■ **Task objective**
Search the data for the word "xlsx" and copy out every line that has it.

(Saved entries)
════════════════════

//! Workbook population: writes named result sets into mapped worksheet tabs.
//!
//! When reusing a template copy, only cell values in rows >= 2 are cleared so
//! that row 1 headers, styles, merged regions, and the VBA project survive
//! the rewrite. Fresh workbooks get their headers written at row 1.

use crate::error::{PopulationFailure, ReportError, SheetFailure};
use crate::format::{WritableCell, to_writable_rows};
use crate::model::{ResultSet, SheetWrite, TabMapping};
use crate::utils::cell_address;
use anyhow::{Result, anyhow};
use std::path::Path;
use umya_spreadsheet::{Spreadsheet, Worksheet};

/// First worksheet row that holds data; row 1 is reserved for headers.
pub const DATA_ANCHOR_ROW: u32 = 2;

const DEFAULT_SHEET_NAME: &str = "Sheet1";

/// Successful outcome of a populate call.
#[derive(Debug, Default)]
pub struct PopulateReport {
    pub sheets: Vec<SheetWrite>,
    /// Logical names skipped because no non-empty result set matched them.
    pub skipped: Vec<String>,
}

/// Tagged state of a target sheet, driving the clear-or-create branch.
#[derive(Debug, Clone, Copy, PartialEq, Eq)]
enum SheetSlot {
    Existing,
    Missing,
}

/// Populates `path` with every mapped, non-empty result set and saves it.
///
/// With `reuse_template` set, the file at `path` is opened and its mapped
/// sheets are cleared from row 2 down before writing; otherwise a brand-new
/// workbook is built and the file is overwritten. A failure on one sheet is
/// recorded and the remaining sheets are still attempted; the call then
/// reports non-success so the strategy selector can fall back.
pub fn populate(
    path: &Path,
    tab_mapping: &TabMapping,
    data_sets: &[ResultSet],
    reuse_template: bool,
) -> Result<PopulateReport, ReportError> {
    let mut book = if reuse_template {
        umya_spreadsheet::reader::xlsx::read(path).map_err(|e| {
            PopulationFailure::workbook(format!(
                "failed to open template copy {}: {}",
                path.display(),
                e
            ))
        })?
    } else {
        umya_spreadsheet::new_file()
    };

    for result_set in data_sets {
        if !result_set.is_empty() && tab_mapping.sheet_for(result_set.name()).is_none() {
            tracing::debug!(
                logical = result_set.name(),
                "result set has no tab mapping entry, dropped"
            );
        }
    }

    let mut sheets = Vec::new();
    let mut skipped = Vec::new();
    let mut failures: Vec<SheetFailure> = Vec::new();

    for (logical, sheet_name) in tab_mapping.iter() {
        let data = data_sets.iter().find(|rs| rs.name() == logical);
        let Some(result_set) = data.filter(|rs| !rs.is_empty()) else {
            tracing::debug!(logical, "no data for logical name, sheet untouched");
            skipped.push(logical.to_string());
            continue;
        };

        match write_sheet(&mut book, sheet_name, result_set, reuse_template) {
            Ok(rows) => {
                tracing::info!(sheet = sheet_name, rows, "populated sheet");
                sheets.push(SheetWrite {
                    logical: logical.to_string(),
                    sheet: sheet_name.to_string(),
                    rows,
                });
            }
            Err(error) => {
                tracing::warn!(sheet = sheet_name, %error, "failed to populate sheet");
                failures.push(SheetFailure {
                    sheet: sheet_name.to_string(),
                    cause: error.to_string(),
                });
            }
        }
    }

    if !reuse_template {
        remove_default_sheet_if_unused(&mut book, tab_mapping, &sheets);
    }

    if let Err(error) = umya_spreadsheet::writer::xlsx::write(&book, path) {
        failures.push(SheetFailure {
            sheet: "(workbook)".to_string(),
            cause: format!("failed to save {}: {}", path.display(), error),
        });
    }

    if failures.is_empty() {
        Ok(PopulateReport { sheets, skipped })
    } else {
        Err(ReportError::Population(PopulationFailure {
            failures,
            completed: sheets.into_iter().map(|w| w.sheet).collect(),
        }))
    }
}

fn write_sheet(
    book: &mut Spreadsheet,
    sheet_name: &str,
    result_set: &ResultSet,
    reuse_template: bool,
) -> Result<usize> {
    let slot = if book.get_sheet_by_name(sheet_name).is_some() {
        SheetSlot::Existing
    } else {
        SheetSlot::Missing
    };

    if slot == SheetSlot::Missing {
        book.new_sheet(sheet_name)
            .map_err(|e| anyhow!("failed to create sheet {sheet_name:?}: {e}"))?;
    }
    let sheet = book
        .get_sheet_by_name_mut(sheet_name)
        .ok_or_else(|| anyhow!("sheet {sheet_name:?} vanished after creation"))?;

    if slot == SheetSlot::Existing && reuse_template {
        clear_data_rows(sheet);
    }

    // Template sheets keep their formatted header row; everything else gets
    // the result-set columns written at row 1.
    let write_headers = match slot {
        SheetSlot::Missing => true,
        SheetSlot::Existing if !reuse_template => true,
        SheetSlot::Existing => !header_row_occupied(sheet),
    };
    if write_headers {
        for (idx, column) in result_set.columns().iter().enumerate() {
            sheet
                .get_cell_mut(cell_address(idx as u32 + 1, 1).as_str())
                .set_value(column);
        }
    }

    for (row_idx, row) in to_writable_rows(result_set).iter().enumerate() {
        let row_num = DATA_ANCHOR_ROW + row_idx as u32;
        for (col_idx, value) in row.iter().enumerate() {
            let col_num = col_idx as u32 + 1;
            match value {
                WritableCell::Empty => {}
                WritableCell::Bool(b) => {
                    sheet.get_cell_mut((col_num, row_num)).set_value_bool(*b);
                }
                WritableCell::Number(n) => {
                    sheet.get_cell_mut((col_num, row_num)).set_value_number(*n);
                }
                WritableCell::Text(s) => {
                    sheet.get_cell_mut((col_num, row_num)).set_value(s);
                }
            }
        }
    }

    Ok(result_set.row_count())
}

/// Clears cell values below the header row, leaving styles and row 1 intact.
fn clear_data_rows(sheet: &mut Worksheet) {
    let coords: Vec<(u32, u32)> = sheet
        .get_cell_collection()
        .iter()
        .map(|cell| {
            let coordinate = cell.get_coordinate();
            (*coordinate.get_col_num(), *coordinate.get_row_num())
        })
        .filter(|(_, row)| *row >= DATA_ANCHOR_ROW)
        .collect();
    for (col, row) in coords {
        sheet.get_cell_mut((col, row)).set_value("");
    }
}

fn header_row_occupied(sheet: &Worksheet) -> bool {
    sheet.get_cell_collection().iter().any(|cell| {
        *cell.get_coordinate().get_row_num() == 1 && !cell.get_value().is_empty()
    })
}

/// Fresh workbooks start with an empty default sheet; drop it once real
/// sheets exist, unless the mapping targets it.
fn remove_default_sheet_if_unused(
    book: &mut Spreadsheet,
    tab_mapping: &TabMapping,
    written: &[SheetWrite],
) {
    if written.is_empty() {
        return;
    }
    let is_target = tab_mapping
        .iter()
        .any(|(_, sheet)| sheet == DEFAULT_SHEET_NAME);
    if !is_target {
        let _ = book.remove_sheet_by_name(DEFAULT_SHEET_NAME);
    }
}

════════════════════

■ **Reply to the task**
        umya_spreadsheet::reader::xlsx::read(path).map_err(|e| {
    if let Err(error) = umya_spreadsheet::writer::xlsx::write(&book, path) {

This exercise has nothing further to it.